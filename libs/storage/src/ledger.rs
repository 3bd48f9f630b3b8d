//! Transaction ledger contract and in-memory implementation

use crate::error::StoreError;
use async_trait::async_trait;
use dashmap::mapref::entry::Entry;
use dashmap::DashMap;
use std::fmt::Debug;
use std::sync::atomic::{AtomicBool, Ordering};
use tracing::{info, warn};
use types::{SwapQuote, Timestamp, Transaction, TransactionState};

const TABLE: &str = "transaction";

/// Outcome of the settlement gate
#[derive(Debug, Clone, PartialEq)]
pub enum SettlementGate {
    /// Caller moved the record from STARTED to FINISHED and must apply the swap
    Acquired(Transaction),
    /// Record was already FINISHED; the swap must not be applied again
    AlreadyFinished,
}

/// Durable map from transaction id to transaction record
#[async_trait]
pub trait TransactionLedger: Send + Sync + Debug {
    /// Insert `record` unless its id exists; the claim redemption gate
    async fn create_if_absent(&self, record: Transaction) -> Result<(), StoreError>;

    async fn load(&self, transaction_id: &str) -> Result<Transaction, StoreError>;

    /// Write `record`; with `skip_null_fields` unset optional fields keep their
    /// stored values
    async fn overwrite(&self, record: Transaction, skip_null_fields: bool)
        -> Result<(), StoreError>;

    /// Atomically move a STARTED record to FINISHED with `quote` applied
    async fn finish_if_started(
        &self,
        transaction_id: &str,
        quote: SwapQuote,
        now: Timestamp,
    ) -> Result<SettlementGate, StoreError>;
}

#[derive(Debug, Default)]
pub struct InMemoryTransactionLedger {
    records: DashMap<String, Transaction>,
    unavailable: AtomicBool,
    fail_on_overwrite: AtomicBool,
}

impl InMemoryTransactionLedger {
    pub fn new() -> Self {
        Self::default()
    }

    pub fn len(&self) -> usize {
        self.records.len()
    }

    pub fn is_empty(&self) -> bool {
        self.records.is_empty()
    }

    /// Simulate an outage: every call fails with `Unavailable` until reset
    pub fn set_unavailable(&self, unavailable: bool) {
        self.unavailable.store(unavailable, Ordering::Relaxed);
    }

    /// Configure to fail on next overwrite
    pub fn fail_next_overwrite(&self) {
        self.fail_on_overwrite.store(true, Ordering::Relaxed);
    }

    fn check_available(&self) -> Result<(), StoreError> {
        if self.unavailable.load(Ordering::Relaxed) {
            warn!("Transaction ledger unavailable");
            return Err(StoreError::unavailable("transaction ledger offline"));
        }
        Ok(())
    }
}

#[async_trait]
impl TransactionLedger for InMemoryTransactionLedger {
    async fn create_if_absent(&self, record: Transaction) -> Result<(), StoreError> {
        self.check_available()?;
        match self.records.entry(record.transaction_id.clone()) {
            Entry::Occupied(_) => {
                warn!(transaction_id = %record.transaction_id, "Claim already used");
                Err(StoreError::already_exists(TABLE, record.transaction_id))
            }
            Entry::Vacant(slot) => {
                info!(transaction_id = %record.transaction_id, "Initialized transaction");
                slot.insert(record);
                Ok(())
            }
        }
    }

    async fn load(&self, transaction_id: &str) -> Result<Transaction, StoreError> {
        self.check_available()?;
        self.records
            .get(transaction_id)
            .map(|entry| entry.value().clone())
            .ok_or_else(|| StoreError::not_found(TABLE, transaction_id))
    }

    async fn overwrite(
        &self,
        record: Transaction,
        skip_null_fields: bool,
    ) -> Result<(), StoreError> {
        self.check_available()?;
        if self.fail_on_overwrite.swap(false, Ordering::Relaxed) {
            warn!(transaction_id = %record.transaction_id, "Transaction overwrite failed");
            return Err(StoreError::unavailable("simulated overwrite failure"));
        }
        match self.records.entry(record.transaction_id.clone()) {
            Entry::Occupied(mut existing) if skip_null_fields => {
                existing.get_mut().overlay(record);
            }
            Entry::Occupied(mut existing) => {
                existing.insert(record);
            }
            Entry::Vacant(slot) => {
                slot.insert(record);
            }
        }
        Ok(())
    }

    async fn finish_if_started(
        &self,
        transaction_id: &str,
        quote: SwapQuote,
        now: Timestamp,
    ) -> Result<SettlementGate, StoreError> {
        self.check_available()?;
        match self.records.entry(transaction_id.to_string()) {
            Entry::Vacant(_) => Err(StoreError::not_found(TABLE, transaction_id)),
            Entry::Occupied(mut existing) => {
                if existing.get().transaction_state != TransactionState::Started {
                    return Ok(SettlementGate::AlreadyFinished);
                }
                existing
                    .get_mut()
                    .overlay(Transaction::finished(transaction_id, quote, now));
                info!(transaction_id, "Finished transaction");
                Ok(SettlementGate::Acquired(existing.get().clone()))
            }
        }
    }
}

++++++++++

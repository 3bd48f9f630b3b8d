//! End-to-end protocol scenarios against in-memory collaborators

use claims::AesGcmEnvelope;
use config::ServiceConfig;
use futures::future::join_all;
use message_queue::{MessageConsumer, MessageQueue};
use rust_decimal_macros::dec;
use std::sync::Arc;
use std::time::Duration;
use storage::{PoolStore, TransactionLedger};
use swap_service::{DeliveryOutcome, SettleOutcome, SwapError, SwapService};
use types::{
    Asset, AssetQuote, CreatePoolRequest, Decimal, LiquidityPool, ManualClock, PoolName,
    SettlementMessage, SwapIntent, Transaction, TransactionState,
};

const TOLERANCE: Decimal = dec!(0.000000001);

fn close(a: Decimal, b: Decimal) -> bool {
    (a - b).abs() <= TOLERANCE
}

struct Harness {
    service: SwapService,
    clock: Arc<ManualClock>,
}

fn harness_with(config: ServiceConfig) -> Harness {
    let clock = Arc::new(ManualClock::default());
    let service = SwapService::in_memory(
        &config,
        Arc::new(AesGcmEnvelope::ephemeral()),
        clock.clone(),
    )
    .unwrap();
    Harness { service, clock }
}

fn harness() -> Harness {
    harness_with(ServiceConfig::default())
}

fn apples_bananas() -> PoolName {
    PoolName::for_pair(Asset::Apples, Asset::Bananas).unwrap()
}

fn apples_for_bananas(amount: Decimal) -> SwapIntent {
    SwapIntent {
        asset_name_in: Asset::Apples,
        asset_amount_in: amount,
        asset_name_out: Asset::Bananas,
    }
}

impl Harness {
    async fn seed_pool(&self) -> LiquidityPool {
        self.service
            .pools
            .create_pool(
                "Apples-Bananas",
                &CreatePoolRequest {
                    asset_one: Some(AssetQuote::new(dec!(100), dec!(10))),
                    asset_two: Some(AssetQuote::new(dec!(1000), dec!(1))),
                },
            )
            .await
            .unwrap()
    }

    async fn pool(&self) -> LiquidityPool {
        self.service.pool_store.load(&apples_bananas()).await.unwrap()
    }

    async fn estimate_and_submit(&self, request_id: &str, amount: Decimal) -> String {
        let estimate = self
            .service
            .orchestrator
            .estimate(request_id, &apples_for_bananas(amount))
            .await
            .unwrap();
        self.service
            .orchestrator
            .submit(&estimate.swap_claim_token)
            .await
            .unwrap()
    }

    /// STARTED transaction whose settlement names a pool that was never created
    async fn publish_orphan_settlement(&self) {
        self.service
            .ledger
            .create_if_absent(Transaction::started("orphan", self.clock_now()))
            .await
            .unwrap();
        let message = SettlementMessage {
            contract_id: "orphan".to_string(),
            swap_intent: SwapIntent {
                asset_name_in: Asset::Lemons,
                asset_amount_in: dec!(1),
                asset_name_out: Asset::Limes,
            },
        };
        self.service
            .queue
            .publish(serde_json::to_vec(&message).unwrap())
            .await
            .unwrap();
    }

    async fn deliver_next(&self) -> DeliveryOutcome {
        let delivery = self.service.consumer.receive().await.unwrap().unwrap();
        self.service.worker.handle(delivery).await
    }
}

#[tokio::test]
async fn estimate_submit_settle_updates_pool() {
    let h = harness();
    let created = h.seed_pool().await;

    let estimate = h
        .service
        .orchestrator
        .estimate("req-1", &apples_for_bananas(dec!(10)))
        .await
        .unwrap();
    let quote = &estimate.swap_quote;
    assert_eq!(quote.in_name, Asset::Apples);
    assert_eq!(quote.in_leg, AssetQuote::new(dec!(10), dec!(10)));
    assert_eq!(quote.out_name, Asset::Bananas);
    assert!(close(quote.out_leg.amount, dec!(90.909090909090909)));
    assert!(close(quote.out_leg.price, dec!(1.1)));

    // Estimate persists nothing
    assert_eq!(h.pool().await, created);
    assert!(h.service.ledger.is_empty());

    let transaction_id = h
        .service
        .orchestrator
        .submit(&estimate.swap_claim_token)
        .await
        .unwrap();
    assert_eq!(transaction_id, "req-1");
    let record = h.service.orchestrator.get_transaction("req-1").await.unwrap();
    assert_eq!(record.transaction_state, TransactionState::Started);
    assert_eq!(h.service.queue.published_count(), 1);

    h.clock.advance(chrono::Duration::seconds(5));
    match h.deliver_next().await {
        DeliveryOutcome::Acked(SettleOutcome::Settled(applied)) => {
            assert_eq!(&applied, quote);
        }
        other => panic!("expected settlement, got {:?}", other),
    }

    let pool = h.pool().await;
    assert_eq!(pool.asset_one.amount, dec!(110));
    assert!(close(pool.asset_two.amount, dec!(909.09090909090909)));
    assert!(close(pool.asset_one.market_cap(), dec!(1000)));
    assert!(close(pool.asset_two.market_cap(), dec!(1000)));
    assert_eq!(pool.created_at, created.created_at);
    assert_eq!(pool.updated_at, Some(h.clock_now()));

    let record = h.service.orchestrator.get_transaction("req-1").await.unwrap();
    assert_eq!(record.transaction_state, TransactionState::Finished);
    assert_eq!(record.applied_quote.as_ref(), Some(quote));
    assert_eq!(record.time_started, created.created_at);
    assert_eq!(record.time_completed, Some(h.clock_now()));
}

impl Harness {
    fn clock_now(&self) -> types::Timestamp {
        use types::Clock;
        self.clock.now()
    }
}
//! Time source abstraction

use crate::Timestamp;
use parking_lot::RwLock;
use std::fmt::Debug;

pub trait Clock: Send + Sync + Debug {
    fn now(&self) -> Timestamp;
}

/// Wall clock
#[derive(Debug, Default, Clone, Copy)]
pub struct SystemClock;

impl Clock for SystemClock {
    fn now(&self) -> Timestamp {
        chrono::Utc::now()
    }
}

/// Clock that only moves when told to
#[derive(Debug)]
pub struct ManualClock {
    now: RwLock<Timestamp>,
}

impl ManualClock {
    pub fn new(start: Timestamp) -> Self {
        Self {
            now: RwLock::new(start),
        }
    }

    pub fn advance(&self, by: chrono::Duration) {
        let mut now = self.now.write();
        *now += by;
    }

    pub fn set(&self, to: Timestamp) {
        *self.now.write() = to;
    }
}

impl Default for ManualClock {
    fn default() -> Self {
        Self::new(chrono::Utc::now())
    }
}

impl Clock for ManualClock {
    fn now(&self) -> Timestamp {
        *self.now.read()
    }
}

++++++++++

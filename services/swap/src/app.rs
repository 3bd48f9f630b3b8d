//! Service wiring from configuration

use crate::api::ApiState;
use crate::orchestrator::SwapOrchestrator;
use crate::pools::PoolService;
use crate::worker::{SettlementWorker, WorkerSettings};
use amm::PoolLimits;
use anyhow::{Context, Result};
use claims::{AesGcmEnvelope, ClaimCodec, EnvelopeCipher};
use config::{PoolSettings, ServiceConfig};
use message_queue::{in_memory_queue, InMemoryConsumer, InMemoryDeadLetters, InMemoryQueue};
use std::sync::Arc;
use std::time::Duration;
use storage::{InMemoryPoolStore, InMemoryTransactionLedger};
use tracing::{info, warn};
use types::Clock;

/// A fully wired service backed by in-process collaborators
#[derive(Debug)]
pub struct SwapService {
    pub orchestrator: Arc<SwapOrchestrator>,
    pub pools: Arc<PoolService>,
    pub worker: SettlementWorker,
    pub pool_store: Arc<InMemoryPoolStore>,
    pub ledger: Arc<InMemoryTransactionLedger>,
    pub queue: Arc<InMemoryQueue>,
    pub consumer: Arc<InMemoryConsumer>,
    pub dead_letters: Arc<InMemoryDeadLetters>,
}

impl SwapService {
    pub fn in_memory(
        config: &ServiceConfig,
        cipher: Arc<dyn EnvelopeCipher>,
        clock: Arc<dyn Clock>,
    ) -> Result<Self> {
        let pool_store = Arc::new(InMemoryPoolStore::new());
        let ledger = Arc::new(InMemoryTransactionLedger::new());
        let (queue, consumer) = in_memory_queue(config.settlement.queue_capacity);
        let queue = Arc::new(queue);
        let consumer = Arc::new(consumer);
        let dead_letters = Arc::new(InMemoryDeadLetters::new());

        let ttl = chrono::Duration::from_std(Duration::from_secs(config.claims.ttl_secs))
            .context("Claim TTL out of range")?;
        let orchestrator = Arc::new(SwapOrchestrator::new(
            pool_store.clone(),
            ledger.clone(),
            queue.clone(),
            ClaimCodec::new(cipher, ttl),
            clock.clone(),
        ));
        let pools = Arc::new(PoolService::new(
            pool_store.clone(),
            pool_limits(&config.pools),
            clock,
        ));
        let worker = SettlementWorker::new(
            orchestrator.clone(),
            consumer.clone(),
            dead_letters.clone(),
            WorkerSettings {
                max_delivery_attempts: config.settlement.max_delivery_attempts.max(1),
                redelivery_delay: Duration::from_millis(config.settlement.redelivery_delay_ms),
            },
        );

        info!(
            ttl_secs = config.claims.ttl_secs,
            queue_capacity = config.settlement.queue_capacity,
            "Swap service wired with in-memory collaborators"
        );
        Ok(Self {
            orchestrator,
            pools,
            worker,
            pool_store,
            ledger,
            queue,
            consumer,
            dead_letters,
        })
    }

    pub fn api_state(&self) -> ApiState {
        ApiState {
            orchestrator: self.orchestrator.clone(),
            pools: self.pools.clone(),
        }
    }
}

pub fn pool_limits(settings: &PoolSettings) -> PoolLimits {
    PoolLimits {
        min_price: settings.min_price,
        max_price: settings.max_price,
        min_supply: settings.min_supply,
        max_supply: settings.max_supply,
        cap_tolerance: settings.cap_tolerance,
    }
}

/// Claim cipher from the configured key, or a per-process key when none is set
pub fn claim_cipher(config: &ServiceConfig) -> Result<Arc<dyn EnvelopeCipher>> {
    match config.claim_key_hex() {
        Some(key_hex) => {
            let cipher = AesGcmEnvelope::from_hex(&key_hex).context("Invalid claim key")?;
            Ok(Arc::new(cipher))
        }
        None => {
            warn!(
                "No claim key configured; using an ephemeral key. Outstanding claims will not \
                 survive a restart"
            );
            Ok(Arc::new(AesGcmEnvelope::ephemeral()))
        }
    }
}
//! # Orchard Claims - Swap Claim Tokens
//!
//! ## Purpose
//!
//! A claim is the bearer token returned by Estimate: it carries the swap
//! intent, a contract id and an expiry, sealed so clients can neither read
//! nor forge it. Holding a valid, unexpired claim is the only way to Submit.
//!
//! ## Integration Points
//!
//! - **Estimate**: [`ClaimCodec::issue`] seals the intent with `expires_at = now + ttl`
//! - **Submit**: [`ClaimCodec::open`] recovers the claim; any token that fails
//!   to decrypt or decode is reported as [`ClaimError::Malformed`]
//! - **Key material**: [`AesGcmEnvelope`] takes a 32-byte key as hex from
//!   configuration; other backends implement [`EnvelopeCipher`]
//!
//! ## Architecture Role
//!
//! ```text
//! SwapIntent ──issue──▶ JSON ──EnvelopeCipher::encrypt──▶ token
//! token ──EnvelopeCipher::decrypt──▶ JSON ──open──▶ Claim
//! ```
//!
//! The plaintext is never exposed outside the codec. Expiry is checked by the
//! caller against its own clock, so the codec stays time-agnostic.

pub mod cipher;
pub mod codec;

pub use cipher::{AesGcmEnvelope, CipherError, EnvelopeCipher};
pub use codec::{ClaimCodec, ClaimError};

++++++++++

[What the task asks]: Please copy out each line of the material that contains the string "struct".

[Solution to the exercise]:
pub struct InMemoryTransactionLedger {
struct Harness {
pub struct SystemClock;
pub struct ManualClock {
pub struct SwapService {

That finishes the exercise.